Physical modeling is an effective method for studying the failure process of locked-segment type landslides, whose stability is governed by the locking section along the potential slip surface. In this study, a series of large-scale laboratory tests were conducted using specific flume test equipment. Three slope models with different types of locked segment were tested simultaneously: a slope without a locked segment (S1), a slope with an anti-tipping locked segment (S2), and a slope with a retaining-wall-like locked segment (S3). The effects of the three locking-section configurations on the failure time and deformation behavior were investigated under the same rainfall conditions. The displacement of several characteristic observation points along the slopes and the pore-water pressure in the slopes were recorded using a laser scanner and pore-water pressure sensor; the initiation and evolution of cracks were captured by a high-resolution camera.
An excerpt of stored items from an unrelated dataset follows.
#[cfg(test)]
mod tests {
    use super::*;
    use crate::wm::client::Geometry;
    use crate::wm::focus::BorderColors;
    use crate::wm::moveresize::ButtonBindings;
    use crate::wm::xconn::testing::{FakeConn, Request, ROOT};
    use crate::wm::xconn::WindowAttrs;

    const COLORS: BorderColors = BorderColors {
        active: 0x0000ff,
        inactive: 0x202020,
    };

    const A: Window = 0x600001;
    const B: Window = 0x600002;

    fn mod1() -> u16 {
        u16::from(ModMask::M1)
    }

    fn wm_with(conn: FakeConn) -> WindowManager<FakeConn> {
        WindowManager::new(conn, ButtonBindings::default(), COLORS)
    }

    fn managed(window: Window, geometry: Geometry) -> WindowManager<FakeConn> {
        let mut wm = wm_with(FakeConn::new().with_window(window, geometry));
        wm.handle_event(map_request(window)).unwrap();
        wm.conn().take_requests();
        wm
    }

    fn map_request(window: Window) -> Event {
        Event::MapRequest(MapRequestEvent {
            response_type: MAP_REQUEST_EVENT,
            sequence: 0,
            parent: ROOT,
            window,
        })
    }

    fn unmap_notify(window: Window) -> Event {
        Event::UnmapNotify(UnmapNotifyEvent {
            response_type: UNMAP_NOTIFY_EVENT,
            sequence: 0,
            event: ROOT,
            window,
            from_configure: false,
        })
    }

    fn destroy_notify(window: Window) -> Event {
        Event::DestroyNotify(DestroyNotifyEvent {
            response_type: DESTROY_NOTIFY_EVENT,
            sequence: 0,
            event: ROOT,
            window,
        })
    }

    fn pointer_event(window: Window, button: u8, state: u16, x: i16, y: i16) -> ButtonPressEvent {
        ButtonPressEvent {
            response_type: BUTTON_PRESS_EVENT,
            detail: button,
            sequence: 0,
            time: 0,
            root: ROOT,
            event: window,
            child: x11rb::NONE,
            root_x: x,
            root_y: y,
            event_x: x,
            event_y: y,
            state: KeyButMask::from(state),
            same_screen: true,
        }
    }

    fn press(window: Window, button: u8, state: u16, x: i16, y: i16) -> Event {
        Event::ButtonPress(pointer_event(window, button, state, x, y))
    }

    fn release(window: Window, button: u8, x: i16, y: i16) -> Event {
        let mut e = pointer_event(window, button, mod1(), x, y);
        e.response_type = BUTTON_RELEASE_EVENT;
        Event::ButtonRelease(e)
    }

    fn motion(window: Window, x: i16, y: i16) -> Event {
        Event::MotionNotify(MotionNotifyEvent {
            response_type: MOTION_NOTIFY_EVENT,
            detail: Motion::NORMAL,
            sequence: 0,
            time: 0,
            root: ROOT,
            event: window,
            child: x11rb::NONE,
            root_x: x,
            root_y: y,
            event_x: x,
            event_y: y,
            state: KeyButMask::from(mod1()),
            same_screen: true,
        })
    }

    fn assert_grab_invariant(wm: &WindowManager<FakeConn>) {
        if wm.moveresize().is_active() {
            assert!(wm.current().is_some(), "gesture active without focus");
        }
    }

    #[test]
    fn test_map_request_manages_maps_and_focuses() {
        let geom = Geometry::new(3, 4, 300, 200);
        let mut wm = wm_with(FakeConn::new().with_window(A, geom));

        wm.handle_event(map_request(A)).unwrap();

        assert_eq!(wm.find(A).unwrap().geometry, geom);
        assert_eq!(wm.current().map(|c| c.id), Some(A));
        let requests = wm.conn().requests();
        let tail = &requests[requests.len() - 4..];
        assert_eq!(
            tail,
            &[
                Request::Map(A),
                Request::BorderPixel(A, COLORS.active),
                Request::InputFocus(A),
                Request::Flush,
            ]
        );
    }

    #[test]
    fn test_map_request_override_redirect_maps_untracked() {
        let conn = FakeConn::new().with_window(A, Geometry::new(0, 0, 10, 10)).with_attrs(
            A,
            WindowAttrs {
                override_redirect: true,
                viewable: false,
            },
        );
        let mut wm = wm_with(conn);

        wm.handle_event(map_request(A)).unwrap();

        assert!(wm.clients().is_empty());
        assert_eq!(wm.conn().requests(), vec![Request::Map(A), Request::Flush]);
    }

    #[test]
    fn test_map_request_without_geometry_maps_untracked() {
        let conn = FakeConn::new().with_attrs(
            A,
            WindowAttrs {
                override_redirect: false,
                viewable: false,
            },
        );
        let mut wm = wm_with(conn);

        wm.handle_event(map_request(A)).unwrap();

        assert!(wm.find(A).is_none());
        assert_eq!(wm.conn().requests(), vec![Request::Map(A), Request::Flush]);
    }

    #[test]
    fn test_map_request_for_vanished_window_still_maps() {
        let mut wm = wm_with(FakeConn::new());

        wm.handle_event(map_request(A)).unwrap();

        assert!(wm.clients().is_empty());
        assert_eq!(wm.conn().requests(), vec![Request::Map(A), Request::Flush]);
    }

    #[test]
    fn test_unmap_of_focused_window_unfocuses() {
        let mut wm = managed(A, Geometry::new(0, 0, 100, 100));
        assert_eq!(wm.current().map(|c| c.id), Some(A));

        wm.handle_event(unmap_notify(A)).unwrap();

        assert!(wm.find(A).is_none());
        assert!(wm.current().is_none());
        assert!(wm.conn().requests().contains(&Request::InputFocus(ROOT)));
    }

    #[test]
    fn test_destroy_of_unknown_window_is_noop() {
        let mut wm = managed(A, Geometry::new(0, 0, 100, 100));

        wm.handle_event(destroy_notify(B)).unwrap();

        assert!(wm.find(A).is_some());
        assert_eq!(wm.conn().requests(), vec![Request::Flush]);
    }

    #[test]
    fn test_configure_request_forwarded_without_border_width() {
        let mut wm = managed(A, Geometry::new(0, 0, 100, 100));
        let event = ConfigureRequestEvent {
            response_type: CONFIGURE_REQUEST_EVENT,
            stack_mode: StackMode::BELOW,
            sequence: 0,
            parent: ROOT,
            window: A,
            sibling: B,
            x: -10,
            y: 99,
            width: 640,
            height: 480,
            border_width: 7,
            value_mask: ConfigWindow::X
                | ConfigWindow::WIDTH
                | ConfigWindow::BORDER_WIDTH
                | ConfigWindow::SIBLING
                | ConfigWindow::STACK_MODE,
        };

        wm.handle_event(Event::ConfigureRequest(event)).unwrap();

        let expected = ConfigureWindowAux::new()
            .x(-10)
            .width(640)
            .sibling(B)
            .stack_mode(StackMode::BELOW);
        assert_eq!(
            wm.conn().requests(),
            vec![Request::Configure(A, expected), Request::Flush]
        );
        assert_eq!(wm.find(A).unwrap().geometry, Geometry::new(-10, 0, 640, 100));
    }

    #[test]
    fn test_plain_click_raises_focuses_and_replays() {
        let conn = FakeConn::new()
            .with_window(A, Geometry::new(0, 0, 100, 100))
            .with_window(B, Geometry::new(50, 50, 100, 100));
        let mut wm = wm_with(conn);
        wm.handle_event(map_request(A)).unwrap();
        wm.handle_event(map_request(B)).unwrap();
        assert_eq!(wm.current().map(|c| c.id), Some(B));
        wm.conn().take_requests();

        wm.handle_event(press(A, 1, 0, 5, 5)).unwrap();

        assert!(!wm.moveresize().is_active());
        assert_eq!(wm.current().map(|c| c.id), Some(A));
        assert_eq!(
            wm.conn().requests(),
            vec![
                Request::Configure(A, ConfigureWindowAux::new().stack_mode(StackMode::ABOVE)),
                Request::BorderPixel(B, COLORS.inactive),
                Request::BorderPixel(A, COLORS.active),
                Request::InputFocus(A),
                Request::ReplayPointer,
                Request::Flush,
            ]
        );
    }

    #[test]
    fn test_press_on_unmanaged_window_only_replays() {
        let mut wm = managed(A, Geometry::new(0, 0, 100, 100));

        wm.handle_event(press(B, 1, mod1(), 5, 5)).unwrap();

        assert!(!wm.moveresize().is_active());
        assert_eq!(
            wm.conn().requests(),
            vec![Request::ReplayPointer, Request::Flush]
        );
    }

    #[test]
    fn test_move_gesture() {
        let mut wm = managed(A, Geometry::new(0, 0, 100, 100));

        wm.handle_event(press(A, 1, mod1(), 50, 50)).unwrap();
        let state = *wm.moveresize().state().unwrap();
        assert_eq!(state.operation, MoveResizeOperation::Move);
        assert_eq!((state.anchor_x, state.anchor_y), (50, 50));
        assert_grab_invariant(&wm);

        wm.handle_event(motion(A, 70, 80)).unwrap();
        assert_eq!(wm.find(A).unwrap().geometry, Geometry::new(20, 30, 100, 100));
        let state = *wm.moveresize().state().unwrap();
        assert_eq!((state.anchor_x, state.anchor_y), (70, 80));
        assert_grab_invariant(&wm);

        wm.handle_event(release(A, 1, 70, 80)).unwrap();
        assert_eq!(wm.moveresize().operation(), None);
        assert_eq!(wm.find(A).unwrap().geometry, Geometry::new(20, 30, 100, 100));
        assert!(wm.conn().requests().contains(&Request::UngrabPointer));
    }

    #[test]
    fn test_resize_gesture() {
        let mut wm = managed(B, Geometry::new(10, 10, 200, 150));

        wm.handle_event(press(B, 3, mod1(), 210, 160)).unwrap();
        assert_eq!(wm.moveresize().operation(), Some(MoveResizeOperation::Resize));

        wm.handle_event(motion(B, 250, 200)).unwrap();
        assert_eq!(wm.find(B).unwrap().geometry, Geometry::new(10, 10, 240, 190));
        assert!(wm.conn().requests().contains(&Request::Configure(
            B,
            ConfigureWindowAux::new().width(240).height(190)
        )));
    }

    #[test]
    fn test_close_gesture_kills_without_grab() {
        let mut wm = managed(A, Geometry::new(0, 0, 100, 100));

        wm.handle_event(press(A, 2, mod1(), 1, 1)).unwrap();

        assert_eq!(wm.moveresize().operation(), None);
        let requests = wm.conn().requests();
        assert!(requests.contains(&Request::KillClient(A)));
        assert!(!requests.contains(&Request::GrabPointer));
        assert!(requests.contains(&Request::ReplayPointer));
    }

    #[test]
    fn test_unassigned_button_with_modifier_does_nothing() {
        let mut wm = managed(A, Geometry::new(0, 0, 100, 100));

        wm.handle_event(press(A, 4, mod1(), 1, 1)).unwrap();

        let requests = wm.conn().requests();
        assert_eq!(wm.moveresize().operation(), None);
        assert!(!requests.contains(&Request::KillClient(A)));
        assert!(!requests.contains(&Request::GrabPointer));
    }

    #[test]
    fn test_caps_lock_does_not_block_gestures() {
        let mut wm = managed(A, Geometry::new(0, 0, 100, 100));
        let state = mod1() | u16::from(ModMask::LOCK);

        wm.handle_event(press(A, 1, state, 0, 0)).unwrap();

        assert_eq!(wm.moveresize().operation(), Some(MoveResizeOperation::Move));
    }

    #[test]
    fn test_destroy_mid_drag_ends_gesture() {
        let mut wm = managed(A, Geometry::new(0, 0, 100, 100));
        wm.handle_event(press(A, 1, mod1(), 50, 50)).unwrap();

        wm.handle_event(destroy_notify(A)).unwrap();
        assert!(!wm.moveresize().is_active());
        assert_grab_invariant(&wm);

        wm.conn().take_requests();
        wm.handle_event(motion(A, 90, 90)).unwrap();
        assert_eq!(wm.conn().requests(), vec![Request::Flush]);
    }

    #[test]
    fn test_release_without_gesture_is_noop() {
        let mut wm = managed(A, Geometry::new(0, 0, 100, 100));

        wm.handle_event(release(A, 1, 0, 0)).unwrap();

        assert_eq!(wm.conn().requests(), vec![Request::Flush]);
    }

    #[test]
    fn test_unrecognized_event_only_flushes() {
        let mut wm = managed(A, Geometry::new(0, 0, 100, 100));
        let event = Event::MapNotify(MapNotifyEvent {
            response_type: MAP_NOTIFY_EVENT,
            sequence: 0,
            event: ROOT,
            window: A,
            override_redirect: false,
        });

        wm.handle_event(event).unwrap();

        assert_eq!(wm.conn().requests(), vec![Request::Flush]);
    }

    #[test]
    fn test_map_request_during_drag_ends_gesture() {
        let conn = FakeConn::new()
            .with_window(A, Geometry::new(0, 0, 100, 100))
            .with_window(B, Geometry::new(300, 300, 100, 100));
        let mut wm = wm_with(conn);
        wm.handle_event(map_request(A)).unwrap();
        wm.handle_event(press(A, 1, mod1(), 50, 50)).unwrap();
        assert!(wm.moveresize().is_active());

        wm.handle_event(map_request(B)).unwrap();
        assert_eq!(wm.current().map(|c| c.id), Some(B));
        assert!(!wm.moveresize().is_active());
        assert!(wm.conn().requests().contains(&Request::UngrabPointer));
        assert_grab_invariant(&wm);

        wm.handle_event(motion(A, 70, 80)).unwrap();
        assert_eq!(wm.find(A).unwrap().geometry, Geometry::new(0, 0, 100, 100));
        assert_eq!(wm.find(B).unwrap().geometry, Geometry::new(300, 300, 100, 100));
    }

    fn x11_error(kind: ErrorKind) -> Event {
        Event::Error(X11Error {
            error_kind: kind,
            error_code: 0,
            sequence: 0,
            bad_value: A,
            minor_opcode: 0,
            major_opcode: 12,
            extension_name: None,
            request_name: Some("ConfigureWindow"),
        })
    }

    #[test]
    fn test_error_events_send_nothing() {
        let mut wm = managed(A, Geometry::new(0, 0, 100, 100));

        wm.handle_event(x11_error(ErrorKind::Window)).unwrap();
        wm.handle_event(x11_error(ErrorKind::Match)).unwrap();

        assert!(wm.conn().requests().is_empty());
        assert!(wm.find(A).is_some());
    }

    #[test]
    fn test_bad_window_is_benign() {
        assert!(is_benign_error(ErrorKind::Window));
        assert!(!is_benign_error(ErrorKind::Match));
        assert!(!is_benign_error(ErrorKind::Value));
    }
}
Analysis of the monitoring data and the observations from the tests shows that the slope-crest settlement and pore-water pressure changes may be used to identify the type of locked segment of natural slopes.

Keywords

Locked-segment landslide Physical modeling Rainfall Failure mechanism 

Notes

Acknowledgments

We thank Dalia Lahav-Jones, from Liwen Bianji, Edanz Group China (www.liwenbianji.cn/ac), for editing the English text of a draft of this manuscript.

Funding information

This study was supported by the National Natural Science Foundation of China (NO. U1704243), Key Scientific Research Project Plan of Henan higher Education institutions (NO.17A410002), Project of levee Safety and Disease Control Engineering Technology Research Center of The Ministry of Water Resources of the People’s Republic of China, and The Project of High level talents in North China University of Water Resource and Electric Power (NO.201518).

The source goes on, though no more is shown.